Your assignment — Only the number is wanted: tally the lines below that contain the word "total".

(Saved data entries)
* * *
//! Calc command implementation.

use chrono::Utc;

use crate::cli::Context;
use crate::error::RunDistError;
use crate::features::calculator::{CalcReport, Calculator, History, Segment};
use crate::output::format_calc;
use crate::storage::SessionStore;

/// Parse `DURATION@PACE` arguments into a calculator.
///
/// # Errors
///
/// Returns an error if an argument lacks the `@` separator.
pub fn calculator_from_args(args: &[String]) -> Result<Calculator, RunDistError> {
    let segments = args
        .iter()
        .map(|arg| Segment::parse_arg(arg))
        .collect::<Result<Vec<_>, _>>()?;
    Ok(Calculator::with_segments(segments))
}

/// Save the calculator's segments to `history`, returning the timestamp.
///
/// # Errors
///
/// Returns an error if the history cannot be written.
pub fn save_calculation<S: SessionStore>(
    calculator: &Calculator,
    history: &mut History<S>,
) -> Result<String, RunDistError> {
    let session = calculator.to_session(Utc::now());
    let timestamp = session.timestamp.clone();
    let total = session.total_distance.clone();

    history.save(session)?;
    log::info!("Saved {total} under '{}'", history.key());

    Ok(timestamp)
}

/// Execute the calc command.
///
/// # Errors
///
/// Returns an error if a segment argument is malformed or saving fails.
pub fn calc(ctx: &Context, segments: &[String], save: bool) -> Result<String, RunDistError> {
    let calculator = calculator_from_args(segments)?;
    let mut report = CalcReport::new(calculator.segments(), ctx.unit());

    if save {
        let mut history = ctx.open_history()?;
        report.saved_at = Some(save_calculation(&calculator, &mut history)?);
    }

    format_calc(&report, ctx.format)
}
* * *
Exercise solution — 2